African fine color change alexandrite

An unusual combination of a fine color change, exceptional clarity, and excellent cutting make this stone is one of the very top alexandrites ever to be unearthed from this deposit in Tunduru.

The Tunduru area in southern Tanzania, near the Mozambique border produced a large quantity of sapphires, spinels and chrysoberyls in 1993. All of the easily accessible areas were mined out in one year. Today, mechanized mining is still producing limited quantities of material, but work is difficult in such a remote area. The Tunduru region has produced a variety of outstanding stones including a large clean top color 40ct+ rough diamond and some stunning alexandrite and vanadium colored chrysoberyls

Friday, September 14, 2007

How can I spot the difference between a natural and a synthetic alexandrite?

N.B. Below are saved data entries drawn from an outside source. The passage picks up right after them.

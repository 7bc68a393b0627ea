//! Long-lived services the Discord handler hands to every message run.

use std::path::PathBuf;
use std::sync::Arc;

use serenity::http::Http;
use serenity::model::id::UserId;

use daia_agent::history::NormalizeOptions;
use daia_agent::pipeline::{build_message_flow, ChatModel, Flow, FlowDeps, SharedContext, TableRenderer};
use daia_core::config::{PromptConfig, ReplyConfig};
use daia_core::settings::RuntimeSettings;

use crate::history::DiscordHistory;
use crate::send::DiscordSink;

pub struct BotContext {
    pub settings: Arc<RuntimeSettings>,
    pub model: Arc<dyn ChatModel>,
    pub renderer: Option<Arc<dyn TableRenderer>>,
    pub base_prompt: String,
    pub prompt: PromptConfig,
    pub reply: ReplyConfig,
    pub artifact_dir: PathBuf,
}

impl BotContext {
    /// Build the message flow against a connected client's REST handle.
    pub fn message_flow(&self, http: Arc<Http>, bot_id: UserId) -> Flow<SharedContext> {
        build_message_flow(FlowDeps {
            history: Arc::new(DiscordHistory::new(Arc::clone(&http), bot_id)),
            model: Arc::clone(&self.model),
            renderer: self.renderer.clone(),
            sink: Arc::new(DiscordSink::new(http)),
            settings: Arc::clone(&self.settings),
            base_prompt: self.base_prompt.clone(),
            contextual_prompt: self.prompt.contextual,
            normalize: NormalizeOptions {
                speaker_labels: self.reply.speaker_labels,
            },
            max_chars: self.reply.max_chars,
            artifact_dir: self.artifact_dir.clone(),
        })
    }
}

Natural alexandrites are available in a complete range of colors from brownish to bluish green in daylight to pink, purple, red or brownish red under incandescent light. Compared to natural gemstones, most synthetic alexandrites are somewhat more blue under fluorescent light and strongly red under incandescent light. Large clean and inexpensive stones offered as natural alexandrites are most probably synthetic or not alexandrite at all.

Gemologists study the inclusions to distinguish between natural and synthetic alexandrite. Synthetic stones may also have a lower refractive index and show more fluorescence than natural stones. Natural alexandrites should be purchased from reputable dealers and expensive stones should also be tested and certified by a well established gem lab.